Preferably, the spectrum frequency dividing unit adopts a spectrum frequency divider, the light condensing unit adopts a light condenser, and the porous photothermal conversion material is a porous photothermal conversion plate. The spectrum frequency divider can be directly purchased from the market, is easy to obtain, and can transmit and reflect different wavelength spectrums according to the types of the photovoltaic cells. The size and the shape of the light condensing spot of the light condenser can be adjusted, and the size of the light condensing spot of the light condenser is equivalent to the size of the porous photothermal conversion material.

Preferably, the material of the porous framework is a foamed metal (such as foamed titanium, foamed nickel and the like) or a porous carbon material, and the material of the photothermal conversion layer is black titanium dioxide, carbon nanotubes or activated carbon; the shell of the electrolytic cell body is made of polymethyl methacrylate or polycarbonate, and the light condensing unit adopts a Fresnel lens. The selectable materials on the market are many, and can be selected according to different needs.

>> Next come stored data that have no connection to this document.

pub const REGISTER_URL: &str = "/auth/register";
pub const LOGIN_URL: &str = "/auth/login";
pub const GOOGLE_LOGIN_URL: &str = "/auth/google";
pub const REFRESH_URL: &str = "/auth/refresh";
pub const LOGOUT_URL: &str = "/auth/logout";
pub const CHANGE_PASSWORD_URL: &str = "/auth/change-password";
pub const PROFILE_URL: &str = "/profile";
pub const HEALTH_URL: &str = "/health";

pub const LEVELS_URL: &str = "/levels";
pub const USER_PROGRESS_URL: &str = "/user/progress";
pub const USER_LEVELS_URL: &str = "/user/levels";
pub const CODING_TOPICS_URL: &str = "/coding/topics";
pub const JOBS_URL: &str = "/jobs";

// Route patterns for axum. The `*_url` builders fill in the same patterns.
pub const LEVEL_TOPICS_ROUTE: &str = "/levels/{level_id}/topics";
pub const TOPIC_QUESTIONS_ROUTE: &str = "/topics/{topic_id}/questions";
pub const SUBMIT_ANSWERS_ROUTE: &str = "/topics/{topic_id}/submit";
pub const CODING_PROBLEMS_ROUTE: &str = "/coding/topics/{topic_id}/problems";
pub const CODING_PROBLEM_ROUTE: &str = "/coding/problems/{problem_id}";
pub const JOB_ROUTE: &str = "/jobs/{job_id}";

fn fill(route: &str, param: &str, id: i64) -> String {
    route.replace(&format!("{{{param}}}"), &id.to_string())
}

pub fn level_topics_url(level_id: i64) -> String {
    fill(LEVEL_TOPICS_ROUTE, "level_id", level_id)
}

pub fn topic_questions_url(topic_id: i64) -> String {
    fill(TOPIC_QUESTIONS_ROUTE, "topic_id", topic_id)
}

pub fn submit_answers_url(topic_id: i64) -> String {
    fill(SUBMIT_ANSWERS_ROUTE, "topic_id", topic_id)
}

pub fn coding_problems_url(coding_topic_id: i64) -> String {
    fill(CODING_PROBLEMS_ROUTE, "topic_id", coding_topic_id)
}

pub fn coding_problem_url(problem_id: i64) -> String {
    fill(CODING_PROBLEM_ROUTE, "problem_id", problem_id)
}

pub fn job_url(job_id: i64) -> String {
    fill(JOB_ROUTE, "job_id", job_id)
}

// Signup defaults for a fresh profile (must match the profiles table defaults)
pub const SIGNUP_XP: i64 = 10;
pub const SIGNUP_LEVEL: i64 = 1;
pub const SIGNUP_COINS: i64 = 5;
pub const SIGNUP_UNLOCKED_LEVEL: i64 = 1;

// Rewards
pub const TOPIC_XP_REWARD: i64 = 10;
pub const TOPIC_COIN_REWARD: i64 = 5;
/// XP needed per current level before advancing: level N -> N+1 once xp >= N * 100.
pub const XP_PER_LEVEL: i64 = 100;

// Tokens
pub const ACCESS_TOKEN_TTL_MINUTES: i64 = 5;
pub const REFRESH_TOKEN_TTL_HOURS: i64 = 24;
pub const GOOGLE_ISSUERS: &[&str] = &["accounts.google.com", "https://accounts.google.com"];
mod common;

use axum::{
    body::Body,
    http::{Method, Request, StatusCode},
};
use questline::{names, router, services::tokens::TokenIssuer};
use tower::ServiceExt;

async fn app() -> axum::Router {
    let db = common::create_test_db().await;
    router(common::app_state(db))
}

fn protected_routes() -> Vec<(Method, String)> {
    vec![
        (Method::GET, names::PROFILE_URL.to_string()),
        (Method::GET, names::USER_PROGRESS_URL.to_string()),
        (Method::GET, names::USER_LEVELS_URL.to_string()),
        (Method::POST, names::submit_answers_url(1)),
        (Method::POST, names::LOGOUT_URL.to_string()),
        (Method::POST, names::CHANGE_PASSWORD_URL.to_string()),
    ]
}

#[tokio::test]
async fn protected_routes_reject_requests_without_bearer_token() {
    let app = app().await;

    for (method, uri) in protected_routes() {
        let req = Request::builder()
            .method(method)
            .uri(&uri)
            .header("content-type", "application/json")
            .body(Body::from("{}"))
            .expect("request build should succeed");
        let resp = app.clone().oneshot(req).await.expect("router should respond");

        assert_eq!(
            resp.status(),
            StatusCode::UNAUTHORIZED,
            "expected UNAUTHORIZED for {uri}",
        );
    }
}

#[tokio::test]
async fn protected_routes_reject_foreign_refresh_and_expired_tokens() {
    let db = common::create_test_db().await;
    let user_id = common::create_user(&db, "a@example.com").await;
    let app = router(common::app_state(db));

    let foreign = TokenIssuer::new("another-secret").issue_pair(user_id).unwrap();
    let own = TokenIssuer::new(common::TEST_SECRET).issue_pair(user_id).unwrap();
    let expired = TokenIssuer::with_lifetimes(
        common::TEST_SECRET,
        chrono::TimeDelta::seconds(-10),
        chrono::TimeDelta::seconds(-10),
    )
    .issue_pair(user_id)
    .unwrap();

    for token in [
        foreign.access_token,
        own.refresh_token,
        expired.access_token,
        "garbage".to_string(),
    ] {
        let req = Request::builder()
            .method(Method::GET)
            .uri(names::PROFILE_URL)
            .header("authorization", format!("Bearer {token}"))
            .body(Body::empty())
            .expect("request build should succeed");
        let resp = app.clone().oneshot(req).await.expect("router should respond");

        assert_eq!(resp.status(), StatusCode::UNAUTHORIZED);
    }
}

#[tokio::test]
async fn protected_routes_accept_valid_access_token() {
    let db = common::create_test_db().await;
    let user_id = common::create_user(&db, "a@example.com").await;
    let app = router(common::app_state(db));

    let tokens = TokenIssuer::new(common::TEST_SECRET)
        .issue_pair(user_id)
        .unwrap();

    let req = Request::builder()
        .method(Method::GET)
        .uri(names::PROFILE_URL)
        .header("authorization", format!("Bearer {}", tokens.access_token))
        .body(Body::empty())
        .expect("request build should succeed");

    let resp = app.oneshot(req).await.expect("router should respond");

    assert_eq!(resp.status(), StatusCode::OK);
}

#[tokio::test]
async fn public_catalog_routes_need_no_token() {
    let app = app().await;

    for uri in [
        names::LEVELS_URL,
        names::CODING_TOPICS_URL,
        names::JOBS_URL,
        names::HEALTH_URL,
    ] {
        let req = Request::builder()
            .uri(uri)
            .body(Body::empty())
            .expect("request build should succeed");
        let resp = app.clone().oneshot(req).await.expect("router should respond");

        assert_eq!(resp.status(), StatusCode::OK, "expected OK for {uri}");
    }
}
use axum::{
    body::Bytes,
    extract::{Path, State},
    response::{IntoResponse, Response},
    routing::{get, post},
    Json, Router,
};
use serde::Serialize;
use serde_json::{json, Value};

use crate::{
    db::models::{LevelSummary, PublicQuestion, TopicSummary},
    extractors::AuthGuard,
    names,
    rejections::{AppError, ResultExt},
    services::progression::{Answers, SubmissionOutcome},
    AppState,
};

pub fn routes() -> Router<AppState> {
    Router::new()
        .route(names::LEVELS_URL, get(levels))
        .route(names::LEVEL_TOPICS_ROUTE, get(level_topics))
        .route(names::TOPIC_QUESTIONS_ROUTE, get(topic_questions))
        .route(names::SUBMIT_ANSWERS_ROUTE, post(submit_answers))
}

async fn levels(State(state): State<AppState>) -> Result<Json<Vec<LevelSummary>>, AppError> {
    let levels = state.db.levels().await.reject("could not get levels")?;
    Ok(Json(levels))
}

#[derive(Serialize)]
struct LevelTopics {
    level_id: i64,
    level_number: i64,
    level_title: String,
    topics: Vec<TopicSummary>,
}

async fn level_topics(
    State(state): State<AppState>,
    Path(level_id): Path<i64>,
) -> Result<Json<LevelTopics>, AppError> {
    let level = state
        .db
        .level(level_id)
        .await
        .reject("could not get level")?
        .ok_or(AppError::NotFound)?;

    let topics = state
        .db
        .topics_for_level(level.id)
        .await
        .reject("could not get topics")?;

    Ok(Json(LevelTopics {
        level_id: level.id,
        level_number: level.number,
        level_title: level.title,
        topics,
    }))
}

#[derive(Serialize)]
struct TopicQuestions {
    topic_id: i64,
    topic_title: String,
    questions: Vec<PublicQuestion>,
}

async fn topic_questions(
    State(state): State<AppState>,
    Path(topic_id): Path<i64>,
) -> Result<Json<TopicQuestions>, AppError> {
    let topic = state
        .db
        .topic(topic_id)
        .await
        .reject("could not get topic")?
        .ok_or(AppError::NotFound)?;

    let questions = state
        .db
        .public_questions_for_topic(topic.id)
        .await
        .reject("could not get questions")?;

    Ok(Json(TopicQuestions {
        topic_id: topic.id,
        topic_title: topic.title,
        questions,
    }))
}

/// The body is parsed leniently: anything that is not `{"answers": {...}}`
/// counts as an empty submission.
async fn submit_answers(
    AuthGuard(user): AuthGuard,
    State(state): State<AppState>,
    Path(topic_id): Path<i64>,
    body: Bytes,
) -> Result<Response, AppError> {
    let payload = serde_json::from_slice::<Value>(&body).unwrap_or_else(|e| {
        tracing::debug!("submission body is not JSON: {e}");
        Value::Null
    });
    let answers = Answers::from_payload(&payload);

    let outcome = state
        .db
        .submit_answers(user.id, topic_id, &answers)
        .await
        .reject("could not submit answers")?
        .ok_or(AppError::NotFound)?;

    let message = outcome.message();
    let response = match outcome {
        SubmissionOutcome::Completed { ledger, .. } => json!({
            "message": message,
            "xp": ledger.xp,
            "coins": ledger.coins,
            "level": ledger.level,
            "unlocked_level": ledger.unlocked_level,
        }),
        SubmissionOutcome::AlreadyCompleted | SubmissionOutcome::Partial { .. } => {
            json!({ "message": message })
        }
    };

    Ok(Json(response).into_response())
}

Preferably, an anolyte inlet and an anolyte outlet are arranged on an anode cavity of the flow battery, the anolyte inlet is connected with the anolyte storage tank through an anode liquid inlet pipe, and the anolyte outlet is connected with the anolyte storage tank through an anode liquid outlet pipe; a cathode electrolyte inlet and a cathode electrolyte outlet are arranged on a cathode chamber of the flow battery, the cathode electrolyte inlet is connected with a cathode electrolyte storage tank through a cathode liquid inlet pipe, and the cathode electrolyte outlet is connected with the cathode electrolyte storage tank through a cathode liquid outlet pipe; circulating pumps are arranged on the anode liquid inlet pipe and the cathode liquid inlet pipe; the electrolytic cell comprises an electrolytic cell body, and is characterized in that a separation membrane, an anode and a cathode are arranged in the electrolytic cell body, and the separation membrane divides the electrolytic cell body into an anode chamber and a cathode chamber.

Preferably, the photovoltaic cell comprises a positive electrode port and a negative electrode port, the photovoltaic cell is a series system of one or more of a silicon-based solar cell, a III-V group laminated solar cell, a perovskite solar cell and an all-organic solar cell, the positive electrode port is connected with the anode of the flow battery through a lead, and the negative electrode port is connected with the cathode of the flow battery through a lead.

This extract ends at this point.